CGAL::Comparison_result compare (const Sqrt_extension &y, bool in_same_extension=!DifferentExtensionComparable::value) const
Compares ext with y. More...

Sqrt_extensionoperator+= (const Sqrt_extension &a)

Sqrt_extensionoperator-= (const Sqrt_extension &a)

Sqrt_extensionoperator*= (const Sqrt_extension &a)

Sqrt_extensionoperator/= (const Sqrt_extension &a)

## ◆ Sqrt_extension() [1/3]

template<typename NT , typename ROOT , typename DifferentExtensionComparable = Tag_false, typename FilterPredicates = Tag_false>
template<class NTX >
 CGAL::Sqrt_extension< NT, ROOT, DifferentExtensionComparable, FilterPredicates >::Sqrt_extension ( const NTX & x )
explicit

Introduces a variable ext initialized with $$x$$.

Precondition
NT must constructible from NTX

## ◆ Sqrt_extension() [2/3]

template<typename NT , typename ROOT , typename DifferentExtensionComparable = Tag_false, typename FilterPredicates = Tag_false>
 CGAL::Sqrt_extension< NT, ROOT, DifferentExtensionComparable, FilterPredicates >::Sqrt_extension ( int a0, int a1, int r )

Constructor from int: ext $$= a0 +a1 \cdot sqrt(r)$$.

Precondition
$$r \neq0$$

## ◆ Sqrt_extension() [3/3]

template<typename NT , typename ROOT , typename DifferentExtensionComparable = Tag_false, typename FilterPredicates = Tag_false>
 CGAL::Sqrt_extension< NT, ROOT, DifferentExtensionComparable, FilterPredicates >::Sqrt_extension ( NT a0, NT a1, ROOT r )
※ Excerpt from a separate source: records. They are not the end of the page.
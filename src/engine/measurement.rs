//! The per-window measurement record

use std::time::{Duration, Instant};

/// One completed measurement window for one device.
///
/// Immutable once constructed; produced once per window per device and
/// consumed at most once through the collector.
#[derive(Debug, Clone, Copy)]
pub struct Measurement {
    /// Stable device identity, assigned at enumeration
    pub device_index: usize,
    /// When the window opened
    pub window_start: Instant,
    /// Qualifying counts observed during the window
    pub event_count: u64,
    /// Actual elapsed window time, measured rather than the nominal target
    pub window_duration: Duration,
    /// Events per second over the window
    pub rate_hz: f64,
}

impl Measurement {
    /// Build a record from a completed window.
    ///
    /// Returns `None` for a degenerate window whose measured duration rounds
    /// to zero; such windows are discarded instead of risking a division
    /// fault.
    pub fn from_window(
        device_index: usize,
        window_start: Instant,
        event_count: u64,
        window_duration: Duration,
    ) -> Option<Self> {
        if window_duration.is_zero() {
            return None;
        }
        let rate_hz = event_count as f64 / window_duration.as_secs_f64();
        Some(Self {
            device_index,
            window_start,
            event_count,
            window_duration,
            rate_hz,
        })
    }

    /// Derived input latency in seconds: 1/rate, +inf when the rate is zero
    pub fn latency_s(&self) -> f64 {
        if self.rate_hz > 0.0 {
            self.rate_hz.recip()
        } else {
            f64::INFINITY
        }
    }

    /// Derived input latency in milliseconds
    pub fn latency_ms(&self) -> f64 {
        self.latency_s() * 1000.0
    }
}

#[cfg(test)]
mod tests {
    use super::*;

    fn window(event_count: u64, duration: Duration) -> Measurement {
        Measurement::from_window(0, Instant::now(), event_count, duration)
            .expect("non-degenerate window")
    }

    #[test]
    fn rate_from_exact_one_second_window() {
        let m = window(500, Duration::from_secs(1));
        assert_eq!(m.rate_hz, 500.0);
        assert_eq!(m.latency_s(), 0.0020);
        assert_eq!(m.latency_ms(), 2.00);
    }

    #[test]
    fn zero_events_yields_zero_rate_and_infinite_latency() {
        let m = window(0, Duration::from_secs(1));
        assert_eq!(m.rate_hz, 0.0);
        assert_eq!(m.latency_s(), f64::INFINITY);
        assert_eq!(m.latency_ms(), f64::INFINITY);
    }

    #[test]
    fn rate_uses_measured_duration_not_nominal() {
        // 1.25s window with 500 events: 400 Hz, not 500 Hz
        let m = window(500, Duration::from_millis(1250));
        assert!((m.rate_hz - 400.0).abs() < 1e-9);
        assert!((m.latency_ms() - 2.5).abs() < 1e-9);
    }

    #[test]
    fn latency_ms_is_latency_s_times_thousand() {
        for count in [1, 125, 250, 500, 1000, 8000] {
            let m = window(count, Duration::from_secs(1));
            assert_eq!(m.latency_ms(), m.latency_s() * 1000.0);
        }
    }

    #[test]
    fn degenerate_window_is_rejected() {
        let m = Measurement::from_window(0, Instant::now(), 100, Duration::ZERO);
        assert!(m.is_none());
    }

    #[test]
    fn sub_millisecond_window_is_still_valid() {
        let m = window(1, Duration::from_nanos(500));
        assert!(m.rate_hz > 0.0);
        assert!(m.latency_s().is_finite());
    }
}
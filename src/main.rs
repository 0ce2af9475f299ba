//! Pollmeter - input device polling rate and latency monitor
//!
//! One sampler thread per enumerated device measures event throughput over
//! rolling windows; this frontend polls the collector on its own cadence and
//! renders a panel per device.

use anyhow::Result;
use crossterm::{
    event::{self, Event, KeyCode as CtKeyCode},
    execute,
    terminal::{disable_raw_mode, enable_raw_mode, EnterAlternateScreen, LeaveAlternateScreen},
};
use ratatui::{
    backend::CrosstermBackend,
    layout::{Constraint, Direction, Layout},
    Terminal,
};
use std::io::stdout;
use std::sync::atomic::{AtomicBool, Ordering};
use std::sync::Arc;

use pollmeter::{
    config::Config,
    device::{enumerate_sources, DeviceError},
    engine::Supervisor,
    ui::{App, AppState, DevicePanel, GuidePanel, StatusBar, ThemeColors},
};

fn main() -> Result<()> {
    env_logger::init();

    let config = Config::load().unwrap_or_default();

    // Enumerate once and spin up one sampler per device before touching the
    // terminal, so a deviceless start exits with a plain message.
    let sources = enumerate_sources(&config.sampling);
    let supervisor = match Supervisor::start(sources, &config.sampling) {
        Ok(supervisor) => supervisor,
        Err(DeviceError::NoDevicesFound) => {
            println!("No input devices found.");
            return Ok(());
        }
        Err(e) => return Err(e.into()),
    };
    let collector = supervisor.collector();

    // SIGINT flips a flag so the main loop can restore the terminal and stop
    // the samplers instead of dying inside the alternate screen
    let interrupted = Arc::new(AtomicBool::new(false));
    {
        let interrupted = Arc::clone(&interrupted);
        ctrlc::set_handler(move || interrupted.store(true, Ordering::Relaxed))?;
    }

    // Setup terminal
    enable_raw_mode()?;
    let mut stdout = stdout();
    execute!(stdout, EnterAlternateScreen)?;
    let backend = CrosstermBackend::new(stdout);
    let mut terminal = Terminal::new(backend)?;

    let mut app = App::new(config.clone(), supervisor.devices());
    let colors = ThemeColors::from_theme(config.ui.theme);
    let tick_rate = config.refresh_interval();

    loop {
        // Pull the latest window per device; samplers publish at most one per
        // window so this stays cheap at any refresh rate
        for device_index in 0..app.panels.len() {
            if let Some(measurement) = collector.poll(device_index) {
                app.apply_measurement(measurement);
            }
        }

        // Surface terminal per-device conditions without touching siblings
        while let Some(notice) = supervisor.try_notice() {
            app.mark_lost(notice.device_index);
            app.set_status(notice.error.to_string());
        }

        // Draw UI
        terminal.draw(|frame| {
            let size = frame.area();

            let mut constraints: Vec<Constraint> =
                app.panels.iter().map(|_| Constraint::Length(7)).collect();
            let guide_slot = constraints.len();
            if app.show_guide {
                constraints.push(Constraint::Length(15));
            }
            constraints.push(Constraint::Min(0));
            constraints.push(Constraint::Length(1)); // Status bar

            let chunks = Layout::default()
                .direction(Direction::Vertical)
                .constraints(constraints)
                .split(size);

            for (i, panel) in app.panels.iter().enumerate() {
                frame.render_widget(DevicePanel::new(panel, &colors), chunks[i]);
            }

            if app.show_guide {
                frame.render_widget(GuidePanel::new(&colors), chunks[guide_slot]);
            }

            let state_str = match app.state {
                AppState::Running => "RUNNING",
                AppState::Quitting => "QUITTING",
            };
            let elapsed = app.elapsed_formatted();
            let status = StatusBar::new(state_str, app.panels.len(), &elapsed, app.windows_received)
                .message(app.get_status());
            frame.render_widget(status, chunks[chunks.len() - 1]);
        })?;

        // Handle terminal events (for navigation/control)
        if event::poll(tick_rate)? {
            if let Event::Key(key) = event::read()? {
                match key.code {
                    CtKeyCode::Char('q') | CtKeyCode::Esc => app.quit(),
                    CtKeyCode::Char('g') => app.toggle_guide(),
                    CtKeyCode::Char('r') => {
                        app.reset_peaks();
                        app.set_status("Session peaks reset".to_string());
                    }
                    CtKeyCode::Char('e') => {
                        let filename = format!(
                            "pollmeter_snapshot_{}.json",
                            chrono::Utc::now().format("%Y%m%d_%H%M%S")
                        );
                        match app.export_snapshot(filename.as_ref()) {
                            Ok(()) => {}
                            Err(e) => app.set_status(format!("Export failed: {}", e)),
                        }
                    }
                    _ => {}
                }
            }
        }

        if interrupted.load(Ordering::Relaxed) {
            app.quit();
        }

        if app.state == AppState::Quitting {
            break;
        }
    }

    // Cleanup terminal
    disable_raw_mode()?;
    execute!(terminal.backend_mut(), LeaveAlternateScreen)?;
    terminal.show_cursor()?;

    // Returns only after every sampler has stopped and released its device
    supervisor.shutdown();

    println!("\nPollmeter session complete.");
    println!("Devices monitored: {}", app.panels.len());
    println!("Measurement windows received: {}", app.windows_received);
    println!("Session duration: {}", app.elapsed_formatted());

    Ok(())
}
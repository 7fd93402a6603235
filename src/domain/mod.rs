//! Domain models - core business types and the attendance roster
//!
//! This module contains the canonical data types used throughout the system:
//! - `Roster` - the running attendee -> sighting tally for one session
//! - `Sighting` - per-attendee capture history
//! - `CaptureEvent` - one submitted image plus its raw extraction response
//! - `SessionPhase` - the session state machine

pub mod roster;
pub mod types;

// Re-export commonly used types at module level
pub use roster::{AttendeeRow, Roster};
pub use types::{CaptureEvent, CaptureSummary, SessionPhase};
General constructor: ext $$= a0 + a1 \cdot sqrt(r)$$.

Precondition
$$r \neq0$$

## ◆ abs()

template<typename NT , typename ROOT , typename DifferentExtensionComparable = Tag_false, typename FilterPredicates = Tag_false>
 Sqrt_extension CGAL::Sqrt_extension< NT, ROOT, DifferentExtensionComparable, FilterPredicates >::abs ( ) const

returns the absolute value of ext.

Precondition
Sqrt_extension is RealEmbeddable.

## ◆ compare()

template<typename NT , typename ROOT , typename DifferentExtensionComparable = Tag_false, typename FilterPredicates = Tag_false>
 CGAL::Comparison_result CGAL::Sqrt_extension< NT, ROOT, DifferentExtensionComparable, FilterPredicates >::compare ( const Sqrt_extension< NT, ROOT, DifferentExtensionComparable, FilterPredicates > & y, bool in_same_extension = !DifferentExtensionComparable::value ) const

Compares ext with y.

The optional bool in_same_extension indicates whether ext and $$y$$ are in the same extension of NT.

## ◆ is_extended()

template<typename NT , typename ROOT , typename DifferentExtensionComparable = Tag_false, typename FilterPredicates = Tag_false>
 bool CGAL::Sqrt_extension< NT, ROOT, DifferentExtensionComparable, FilterPredicates >::is_extended ( ) const

Returns true in case root of ext is not zero.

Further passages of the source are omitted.